** Exercise materials follows **

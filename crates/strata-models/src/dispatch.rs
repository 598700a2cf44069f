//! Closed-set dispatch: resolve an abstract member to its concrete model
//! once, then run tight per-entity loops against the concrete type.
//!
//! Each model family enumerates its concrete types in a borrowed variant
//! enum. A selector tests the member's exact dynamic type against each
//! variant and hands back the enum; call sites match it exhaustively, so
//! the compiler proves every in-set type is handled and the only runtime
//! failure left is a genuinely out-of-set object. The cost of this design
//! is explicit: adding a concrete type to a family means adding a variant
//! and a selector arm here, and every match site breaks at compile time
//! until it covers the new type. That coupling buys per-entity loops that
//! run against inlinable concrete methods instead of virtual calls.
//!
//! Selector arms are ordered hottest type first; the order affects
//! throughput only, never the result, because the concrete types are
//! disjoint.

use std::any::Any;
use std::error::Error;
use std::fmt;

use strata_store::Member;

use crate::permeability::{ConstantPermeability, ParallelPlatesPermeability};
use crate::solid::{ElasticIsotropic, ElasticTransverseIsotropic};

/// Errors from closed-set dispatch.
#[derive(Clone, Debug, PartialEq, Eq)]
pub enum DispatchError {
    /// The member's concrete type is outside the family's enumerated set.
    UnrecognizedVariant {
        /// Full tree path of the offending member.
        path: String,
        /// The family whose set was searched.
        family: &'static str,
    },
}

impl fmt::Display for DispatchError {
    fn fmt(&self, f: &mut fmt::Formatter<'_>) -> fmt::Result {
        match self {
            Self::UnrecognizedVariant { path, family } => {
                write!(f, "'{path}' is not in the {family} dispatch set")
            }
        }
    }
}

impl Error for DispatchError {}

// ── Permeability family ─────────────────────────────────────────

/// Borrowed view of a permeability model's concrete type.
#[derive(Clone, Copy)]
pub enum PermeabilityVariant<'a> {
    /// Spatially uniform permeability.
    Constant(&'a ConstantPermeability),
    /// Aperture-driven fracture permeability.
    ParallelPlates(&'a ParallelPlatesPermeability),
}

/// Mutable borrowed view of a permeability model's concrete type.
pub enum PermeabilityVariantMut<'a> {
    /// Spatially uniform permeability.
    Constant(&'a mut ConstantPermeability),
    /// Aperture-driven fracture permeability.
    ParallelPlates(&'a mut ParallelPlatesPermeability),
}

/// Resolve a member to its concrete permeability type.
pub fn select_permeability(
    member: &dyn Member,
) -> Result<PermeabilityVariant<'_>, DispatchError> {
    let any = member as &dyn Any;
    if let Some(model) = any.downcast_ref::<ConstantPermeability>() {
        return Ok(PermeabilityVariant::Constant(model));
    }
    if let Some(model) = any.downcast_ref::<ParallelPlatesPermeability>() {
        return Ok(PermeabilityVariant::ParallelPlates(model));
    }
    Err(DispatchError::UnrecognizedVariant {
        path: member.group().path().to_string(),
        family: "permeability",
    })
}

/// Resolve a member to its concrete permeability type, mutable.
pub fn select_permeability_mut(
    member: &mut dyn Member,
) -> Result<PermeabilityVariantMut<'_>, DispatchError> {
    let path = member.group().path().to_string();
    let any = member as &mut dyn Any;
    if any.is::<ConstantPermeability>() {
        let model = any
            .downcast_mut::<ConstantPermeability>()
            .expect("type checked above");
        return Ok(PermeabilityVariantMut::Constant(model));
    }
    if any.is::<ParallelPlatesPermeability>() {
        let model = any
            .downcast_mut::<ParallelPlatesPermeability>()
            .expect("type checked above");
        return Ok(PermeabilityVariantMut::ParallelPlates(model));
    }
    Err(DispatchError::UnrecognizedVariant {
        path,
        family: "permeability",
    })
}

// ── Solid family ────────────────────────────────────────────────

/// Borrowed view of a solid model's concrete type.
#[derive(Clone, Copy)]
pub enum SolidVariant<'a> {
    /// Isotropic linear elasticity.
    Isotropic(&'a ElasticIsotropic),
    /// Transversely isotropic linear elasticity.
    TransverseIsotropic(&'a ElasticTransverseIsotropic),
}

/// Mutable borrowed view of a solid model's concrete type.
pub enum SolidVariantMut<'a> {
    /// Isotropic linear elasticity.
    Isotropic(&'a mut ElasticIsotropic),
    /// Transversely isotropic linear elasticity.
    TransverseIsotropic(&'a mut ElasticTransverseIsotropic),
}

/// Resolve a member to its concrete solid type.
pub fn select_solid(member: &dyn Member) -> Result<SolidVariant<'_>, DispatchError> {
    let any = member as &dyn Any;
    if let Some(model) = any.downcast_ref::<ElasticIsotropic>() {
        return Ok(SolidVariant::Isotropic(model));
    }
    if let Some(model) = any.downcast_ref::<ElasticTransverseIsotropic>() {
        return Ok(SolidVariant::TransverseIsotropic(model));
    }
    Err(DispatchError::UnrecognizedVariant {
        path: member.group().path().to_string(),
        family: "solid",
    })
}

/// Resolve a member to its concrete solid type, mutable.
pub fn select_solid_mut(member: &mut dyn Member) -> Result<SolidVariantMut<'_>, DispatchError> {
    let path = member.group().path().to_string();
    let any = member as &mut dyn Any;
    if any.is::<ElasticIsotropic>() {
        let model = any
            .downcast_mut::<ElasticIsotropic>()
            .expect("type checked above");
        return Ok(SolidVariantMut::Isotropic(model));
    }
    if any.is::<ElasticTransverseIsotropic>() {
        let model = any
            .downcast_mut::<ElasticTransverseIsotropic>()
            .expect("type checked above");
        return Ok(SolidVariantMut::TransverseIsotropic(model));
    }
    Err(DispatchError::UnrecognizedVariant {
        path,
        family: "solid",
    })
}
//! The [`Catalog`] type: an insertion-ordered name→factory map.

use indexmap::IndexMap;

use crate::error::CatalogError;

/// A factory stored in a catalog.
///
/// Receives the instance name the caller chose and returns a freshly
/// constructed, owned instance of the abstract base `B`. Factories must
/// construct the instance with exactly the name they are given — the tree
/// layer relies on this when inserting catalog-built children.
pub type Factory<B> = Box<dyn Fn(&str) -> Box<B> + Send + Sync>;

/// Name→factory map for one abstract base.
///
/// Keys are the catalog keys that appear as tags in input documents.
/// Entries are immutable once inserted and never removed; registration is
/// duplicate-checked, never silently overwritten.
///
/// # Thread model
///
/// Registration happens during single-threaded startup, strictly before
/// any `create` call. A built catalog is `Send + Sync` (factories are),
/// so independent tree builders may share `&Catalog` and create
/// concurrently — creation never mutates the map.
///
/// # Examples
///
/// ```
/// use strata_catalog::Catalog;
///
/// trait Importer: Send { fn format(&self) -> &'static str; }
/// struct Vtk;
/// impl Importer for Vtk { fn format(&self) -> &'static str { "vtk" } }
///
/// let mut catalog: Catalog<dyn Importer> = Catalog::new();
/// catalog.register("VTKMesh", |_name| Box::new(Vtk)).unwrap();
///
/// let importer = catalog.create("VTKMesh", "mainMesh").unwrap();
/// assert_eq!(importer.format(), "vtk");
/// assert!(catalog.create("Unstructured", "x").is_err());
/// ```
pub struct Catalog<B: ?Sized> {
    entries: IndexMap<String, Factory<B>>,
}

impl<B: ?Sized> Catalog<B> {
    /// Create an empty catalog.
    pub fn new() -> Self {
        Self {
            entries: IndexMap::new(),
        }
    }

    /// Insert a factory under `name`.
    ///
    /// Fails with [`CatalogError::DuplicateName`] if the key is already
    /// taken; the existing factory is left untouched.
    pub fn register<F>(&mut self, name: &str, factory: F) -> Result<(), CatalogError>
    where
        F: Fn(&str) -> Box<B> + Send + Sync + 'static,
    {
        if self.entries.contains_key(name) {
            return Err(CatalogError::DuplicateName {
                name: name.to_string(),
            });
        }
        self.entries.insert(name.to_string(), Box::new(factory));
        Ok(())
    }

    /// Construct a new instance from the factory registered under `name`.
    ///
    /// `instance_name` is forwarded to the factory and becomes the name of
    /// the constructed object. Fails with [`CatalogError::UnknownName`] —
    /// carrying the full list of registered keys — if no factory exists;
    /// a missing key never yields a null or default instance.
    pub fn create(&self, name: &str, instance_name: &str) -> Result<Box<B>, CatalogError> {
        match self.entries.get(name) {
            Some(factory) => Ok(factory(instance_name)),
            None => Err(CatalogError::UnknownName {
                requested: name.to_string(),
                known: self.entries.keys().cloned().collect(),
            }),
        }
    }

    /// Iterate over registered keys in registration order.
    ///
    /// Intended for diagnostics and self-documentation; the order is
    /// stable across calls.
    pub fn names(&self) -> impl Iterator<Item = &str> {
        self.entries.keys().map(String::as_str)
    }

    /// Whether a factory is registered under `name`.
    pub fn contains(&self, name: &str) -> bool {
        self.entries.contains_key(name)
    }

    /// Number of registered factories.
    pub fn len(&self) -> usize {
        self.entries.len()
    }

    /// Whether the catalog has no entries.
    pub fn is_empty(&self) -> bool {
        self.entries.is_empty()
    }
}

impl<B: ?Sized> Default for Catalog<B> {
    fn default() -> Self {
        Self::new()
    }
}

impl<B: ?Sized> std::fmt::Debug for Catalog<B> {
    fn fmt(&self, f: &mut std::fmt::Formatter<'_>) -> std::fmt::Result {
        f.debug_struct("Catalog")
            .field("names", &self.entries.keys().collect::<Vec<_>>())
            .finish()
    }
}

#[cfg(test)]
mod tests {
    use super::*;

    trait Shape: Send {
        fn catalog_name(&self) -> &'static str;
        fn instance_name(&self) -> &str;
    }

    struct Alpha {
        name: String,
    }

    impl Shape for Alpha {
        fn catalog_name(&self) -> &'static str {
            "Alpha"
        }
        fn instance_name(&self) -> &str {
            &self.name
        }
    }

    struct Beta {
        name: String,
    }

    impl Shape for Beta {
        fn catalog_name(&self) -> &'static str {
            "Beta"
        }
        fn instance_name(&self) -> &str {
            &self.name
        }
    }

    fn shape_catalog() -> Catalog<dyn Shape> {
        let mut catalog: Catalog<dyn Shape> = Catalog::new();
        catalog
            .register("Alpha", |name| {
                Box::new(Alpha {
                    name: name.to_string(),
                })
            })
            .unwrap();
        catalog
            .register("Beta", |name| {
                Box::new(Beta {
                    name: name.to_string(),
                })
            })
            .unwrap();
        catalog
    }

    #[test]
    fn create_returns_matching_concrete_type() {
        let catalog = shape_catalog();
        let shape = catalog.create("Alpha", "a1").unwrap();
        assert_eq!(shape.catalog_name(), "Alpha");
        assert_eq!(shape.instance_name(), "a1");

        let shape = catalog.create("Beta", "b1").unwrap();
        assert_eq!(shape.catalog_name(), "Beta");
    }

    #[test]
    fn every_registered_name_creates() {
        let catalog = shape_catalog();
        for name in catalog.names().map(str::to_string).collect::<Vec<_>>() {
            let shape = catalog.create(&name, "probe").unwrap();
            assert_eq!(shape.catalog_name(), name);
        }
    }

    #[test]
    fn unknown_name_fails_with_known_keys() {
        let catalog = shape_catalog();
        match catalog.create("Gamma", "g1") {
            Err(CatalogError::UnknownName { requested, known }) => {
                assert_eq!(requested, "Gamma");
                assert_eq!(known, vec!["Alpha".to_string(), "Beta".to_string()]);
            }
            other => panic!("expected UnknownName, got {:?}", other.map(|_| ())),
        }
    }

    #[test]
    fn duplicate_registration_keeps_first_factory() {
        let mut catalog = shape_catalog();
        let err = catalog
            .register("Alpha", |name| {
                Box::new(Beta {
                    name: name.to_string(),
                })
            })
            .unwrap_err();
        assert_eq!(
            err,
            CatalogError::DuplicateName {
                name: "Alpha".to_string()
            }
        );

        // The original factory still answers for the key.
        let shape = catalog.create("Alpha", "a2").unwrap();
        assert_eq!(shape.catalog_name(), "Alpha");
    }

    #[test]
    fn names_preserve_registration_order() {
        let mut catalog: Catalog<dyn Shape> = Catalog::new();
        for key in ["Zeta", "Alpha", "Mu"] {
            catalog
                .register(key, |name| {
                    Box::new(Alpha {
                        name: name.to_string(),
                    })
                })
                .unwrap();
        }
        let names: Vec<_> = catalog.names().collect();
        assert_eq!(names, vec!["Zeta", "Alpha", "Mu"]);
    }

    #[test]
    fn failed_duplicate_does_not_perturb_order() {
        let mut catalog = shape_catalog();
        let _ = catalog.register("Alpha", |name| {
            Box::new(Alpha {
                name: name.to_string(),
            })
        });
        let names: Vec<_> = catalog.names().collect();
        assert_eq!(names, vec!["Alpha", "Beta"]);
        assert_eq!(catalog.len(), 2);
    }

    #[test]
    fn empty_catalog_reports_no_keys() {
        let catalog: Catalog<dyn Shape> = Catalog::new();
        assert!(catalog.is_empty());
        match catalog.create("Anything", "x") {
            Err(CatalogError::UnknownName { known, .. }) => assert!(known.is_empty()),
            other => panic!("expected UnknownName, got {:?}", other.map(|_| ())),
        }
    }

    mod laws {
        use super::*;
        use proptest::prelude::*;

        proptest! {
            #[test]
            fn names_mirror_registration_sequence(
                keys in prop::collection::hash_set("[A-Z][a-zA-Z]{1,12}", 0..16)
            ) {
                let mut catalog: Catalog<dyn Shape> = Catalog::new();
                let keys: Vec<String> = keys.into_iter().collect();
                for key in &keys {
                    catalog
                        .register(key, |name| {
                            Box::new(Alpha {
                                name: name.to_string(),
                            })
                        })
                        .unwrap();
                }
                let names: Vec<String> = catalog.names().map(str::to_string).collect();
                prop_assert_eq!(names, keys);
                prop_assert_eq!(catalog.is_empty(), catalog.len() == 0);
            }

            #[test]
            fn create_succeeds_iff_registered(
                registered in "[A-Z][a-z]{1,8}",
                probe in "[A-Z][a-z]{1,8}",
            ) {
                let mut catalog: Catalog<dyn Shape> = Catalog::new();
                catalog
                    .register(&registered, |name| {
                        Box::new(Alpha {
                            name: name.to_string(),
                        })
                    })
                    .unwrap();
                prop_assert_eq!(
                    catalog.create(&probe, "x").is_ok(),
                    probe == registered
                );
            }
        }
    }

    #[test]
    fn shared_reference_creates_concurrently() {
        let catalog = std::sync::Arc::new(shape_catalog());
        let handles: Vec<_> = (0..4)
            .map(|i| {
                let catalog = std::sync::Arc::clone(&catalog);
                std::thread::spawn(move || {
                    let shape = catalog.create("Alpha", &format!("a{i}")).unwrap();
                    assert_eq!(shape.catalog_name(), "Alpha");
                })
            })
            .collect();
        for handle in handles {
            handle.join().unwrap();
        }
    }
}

** End of Exercise materials **

_Problem statement:_ Report every line of the data in which "that" appears.

_Answer to the exercise:_
//! until it covers the new type. That coupling buys per-entity loops that
/// Keys are the catalog keys that appear as tags in input documents.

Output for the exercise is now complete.